Rivian makes vehicles in Normal, Illinois, and plans another plant in Georgia. Building and running assembly lines requires huge amounts of cash, which is why new car companies can find themselves in serious financial trouble if production falls and sales fall short. Even Tesla, which sells more electric cars than any other company, was sometimes short of money.
In the first quarter, Rivian used $1.45 billion in cash to run its business and invest in new facilities and equipment, far more than the $800 million it consumed in the first quarter of 2021. the end of the first quarter, down from $18.1 billion late last year.
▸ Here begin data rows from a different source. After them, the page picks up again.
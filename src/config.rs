use std::collections::BTreeMap;
use std::path::Path;

use anyhow::Context;
use serde::Deserialize;

use crate::registry::{default_subjects, ProfileSnapshot};

#[derive(Debug, Clone, Copy, PartialEq, Eq, Deserialize)]
#[serde(default)]
pub struct SheetLayout {
    /// Rows read as header metadata (student, class, as-of date).
    pub header_rows: usize,
    /// First data row: three metadata rows plus the column-title row.
    pub body_offset: usize,
}

impl Default for SheetLayout {
    fn default() -> Self {
        Self {
            header_rows: 5,
            body_offset: 4,
        }
    }
}

#[derive(Debug, Clone, PartialEq, Deserialize)]
#[serde(default)]
pub struct AnalyzerConfig {
    pub default_subjects: Vec<String>,
    /// Class name to profile subjects, used when no database is configured.
    pub profiles: BTreeMap<String, Vec<String>>,
    pub layout: SheetLayout,
}

impl Default for AnalyzerConfig {
    fn default() -> Self {
        Self {
            default_subjects: default_subjects(),
            profiles: BTreeMap::new(),
            layout: SheetLayout::default(),
        }
    }
}

impl AnalyzerConfig {
    pub fn load(path: &Path) -> anyhow::Result<Self> {
        let text = std::fs::read_to_string(path)
            .with_context(|| format!("failed to read config {}", path.display()))?;
        let config: AnalyzerConfig = serde_json::from_str(&text)
            .with_context(|| format!("failed to parse config {}", path.display()))?;
        if config.default_subjects.is_empty() {
            anyhow::bail!("config {} lists no default subjects", path.display());
        }
        Ok(config)
    }

    pub fn load_or_default(path: Option<&Path>) -> anyhow::Result<Self> {
        match path {
            Some(path) => Self::load(path),
            None => Ok(Self::default()),
        }
    }

    pub fn profile_snapshot(&self) -> ProfileSnapshot {
        self.profiles
            .iter()
            .flat_map(|(class_name, subjects)| {
                subjects.iter().map(move |subject| (class_name, subject))
            })
            .collect()
    }
}

#[cfg(test)]
mod tests {
    use super::*;
    use crate::registry::ProfileRegistry;
    use uuid::Uuid;

    fn write_config(contents: &str) -> std::path::PathBuf {
        let path = std::env::temp_dir().join(format!("transcripts-config-{}.json", Uuid::new_v4()));
        std::fs::write(&path, contents).expect("write config");
        path
    }

    #[test]
    fn partial_config_keeps_defaults() {
        let path = write_config(r#"{ "profiles": { "10А": ["Алгебра", "Физика"] } }"#);
        let config = AnalyzerConfig::load(&path).expect("config parses");
        assert_eq!(config.default_subjects, default_subjects());
        assert_eq!(config.layout, SheetLayout::default());
        assert!(config.profile_snapshot().profile_subjects("10А").contains("Физика"));
    }

    #[test]
    fn layout_can_be_overridden() {
        let path = write_config(r#"{ "layout": { "body_offset": 6 } }"#);
        let config = AnalyzerConfig::load(&path).expect("config parses");
        assert_eq!(config.layout.body_offset, 6);
        assert_eq!(config.layout.header_rows, 5);
    }

    #[test]
    fn empty_default_subjects_are_rejected() {
        let path = write_config(r#"{ "default_subjects": [] }"#);
        assert!(AnalyzerConfig::load(&path).is_err());
    }

    #[test]
    fn missing_file_is_an_error() {
        let path = std::env::temp_dir().join(format!("missing-{}.json", Uuid::new_v4()));
        assert!(AnalyzerConfig::load_or_default(Some(&path)).is_err());
        assert_eq!(
            AnalyzerConfig::load_or_default(None).expect("defaults"),
            AnalyzerConfig::default()
        );
    }
}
The decline in Rivian’s shares caused the value of the interests of the largest shareholders to fall. Amazon’s 18 percent stake is worth $3.2 billion, up from $16.8 billion at the start of the year. Ford, another early investor, sold some of its shares on Monday, with the remaining stake worth $1.9 billion. At the end of last year, it would have been worth $9.7 billion.
Rivian said it had received more than 10,000 orders for its truck and its SUV after raising prices in March. Those orders had an average price of more than $93,000, the company added.
But because Rivian’s vehicles sell for relatively high prices, analysts wondered how much demand there would be if inflation continued to erode household purchasing power. “It remains to be seen how much appetite consumers have for a Rivian price tag,” said Mr Nelson.